======== DATASET EXTRACT ========
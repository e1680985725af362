//! High-level runner API for the stress tester.
//!
//! This module wires the build cache, log storage and coordinator together so
//! callers only supply program sources, a configuration and an event sink.
//!
//! This is the primary API for external users and for the CLI.

use std::path::{Path, PathBuf};
use std::sync::Arc;
use tokio::sync::mpsc;

use crate::build::BuildCache;
use crate::config::LOG_DIR_NAME;
use crate::coordination::{Coordinator, LocalTrialLogStorage};

pub use crate::build::Toolchain;
pub use crate::config::{DEFAULT_COMPILER, DEFAULT_MAX_TRIALS, DEFAULT_TIMEOUT};
pub use crate::coordination::{
    Mode, ProgramSources, SessionConfig, SessionConfigBuilder, SessionReport, SessionSummary,
    SessionVerdict,
};
pub use crate::problem::{Sample, load_samples, parse_samples};
pub use crate::telemetry::{ProgressStats, SessionEvent, spawn_progress_display};

/// Arguments for running a session
#[derive(Debug, Clone)]
pub struct SessionArgs {
    pub sources: ProgramSources,
    pub config: SessionConfig,
}

impl SessionArgs {
    /// Default source names in `dir` with the default configuration
    pub fn for_workspace(dir: impl AsRef<Path>) -> Self {
        Self {
            sources: ProgramSources::in_dir(dir),
            config: SessionConfig::default(),
        }
    }

    /// The configured log directory, or `logs/` next to the candidate source
    pub fn log_dir(&self) -> PathBuf {
        if let Some(dir) = &self.config.log_dir {
            return dir.clone();
        }
        self.sources
            .candidate
            .parent()
            .unwrap_or_else(|| Path::new("."))
            .join(LOG_DIR_NAME)
    }

    fn coordinator(&self) -> Coordinator {
        Coordinator::new(
            BuildCache::new(self.config.toolchain.clone()),
            Arc::new(LocalTrialLogStorage::new(self.log_dir())),
        )
    }
}

/// Validate the candidate against fixed samples
///
/// Events stream to `events_tx` as trials run; exactly one of `Done`, `Fail`
/// or `Error` ends the stream.
///
/// # Example
///
/// ```no_run
/// use stress_tester::runner::{SessionArgs, load_samples, run_samples};
///
/// # async fn example() -> anyhow::Result<()> {
/// let args = SessionArgs::for_workspace("./problem");
/// let samples = load_samples("./problem/samples.json").await?;
/// let (tx, mut rx) = tokio::sync::mpsc::unbounded_channel();
///
/// let report = run_samples(args, samples, tx).await;
/// while let Some(event) = rx.recv().await {
///     println!("{:?}", event);
/// }
/// println!("{:?}", report.verdict);
/// # Ok(())
/// # }
/// ```
pub async fn run_samples(
    args: SessionArgs,
    samples: Vec<Sample>,
    events_tx: mpsc::UnboundedSender<SessionEvent>,
) -> SessionReport {
    args.coordinator()
        .run_samples(&args.config, &args.sources, samples, events_tx)
        .await
}

/// Compare the candidate with the oracle on up to `max_trials` generated inputs
pub async fn run_stress(
    args: SessionArgs,
    events_tx: mpsc::UnboundedSender<SessionEvent>,
) -> SessionReport {
    args.coordinator()
        .run_stress(&args.config, &args.sources, events_tx)
        .await
}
========
• TASK DETAILS: What you should produce is an exact restatement of all the material.

• YOUR RESPONSE:
repository e1680985725af362
//! High-level runner API for the stress tester.
//!
//! This module wires the build cache, log storage and coordinator together so
//! callers only supply program sources, a configuration and an event sink.
//!
//! This is the primary API for external users and for the CLI.

use std::path::{Path, PathBuf};
use std::sync::Arc;
use tokio::sync::mpsc;

use crate::build::BuildCache;
use crate::config::LOG_DIR_NAME;
use crate::coordination::{Coordinator, LocalTrialLogStorage};

pub use crate::build::Toolchain;
pub use crate::config::{DEFAULT_COMPILER, DEFAULT_MAX_TRIALS, DEFAULT_TIMEOUT};
pub use crate::coordination::{
    Mode, ProgramSources, SessionConfig, SessionConfigBuilder, SessionReport, SessionSummary,
    SessionVerdict,
};
pub use crate::problem::{Sample, load_samples, parse_samples};
pub use crate::telemetry::{ProgressStats, SessionEvent, spawn_progress_display};

/// Arguments for running a session
#[derive(Debug, Clone)]
pub struct SessionArgs {
    pub sources: ProgramSources,
    pub config: SessionConfig,
}

impl SessionArgs {
    /// Default source names in `dir` with the default configuration
    pub fn for_workspace(dir: impl AsRef<Path>) -> Self {
        Self {
            sources: ProgramSources::in_dir(dir),
            config: SessionConfig::default(),
        }
    }

    /// The configured log directory, or `logs/` next to the candidate source
    pub fn log_dir(&self) -> PathBuf {
        if let Some(dir) = &self.config.log_dir {
            return dir.clone();
        }
        self.sources
            .candidate
            .parent()
            .unwrap_or_else(|| Path::new("."))
            .join(LOG_DIR_NAME)
    }

    fn coordinator(&self) -> Coordinator {
        Coordinator::new(
            BuildCache::new(self.config.toolchain.clone()),
            Arc::new(LocalTrialLogStorage::new(self.log_dir())),
        )
    }
}

/// Validate the candidate against fixed samples
///
/// Events stream to `events_tx` as trials run; exactly one of `Done`, `Fail`
/// or `Error` ends the stream.
///
/// # Example
///
/// ```no_run
/// use stress_tester::runner::{SessionArgs, load_samples, run_samples};
///
/// # async fn example() -> anyhow::Result<()> {
/// let args = SessionArgs::for_workspace("./problem");
/// let samples = load_samples("./problem/samples.json").await?;
/// let (tx, mut rx) = tokio::sync::mpsc::unbounded_channel();
///
/// let report = run_samples(args, samples, tx).await;
/// while let Some(event) = rx.recv().await {
///     println!("{:?}", event);
/// }
/// println!("{:?}", report.verdict);
/// # Ok(())
/// # }
/// ```
pub async fn run_samples(
    args: SessionArgs,
    samples: Vec<Sample>,
    events_tx: mpsc::UnboundedSender<SessionEvent>,
) -> SessionReport {
    args.coordinator()
        .run_samples(&args.config, &args.sources, samples, events_tx)
        .await
}

/// Compare the candidate with the oracle on up to `max_trials` generated inputs
pub async fn run_stress(
    args: SessionArgs,
    events_tx: mpsc::UnboundedSender<SessionEvent>,
) -> SessionReport {
    args.coordinator()
        .run_stress(&args.config, &args.sources, events_tx)
        .await
}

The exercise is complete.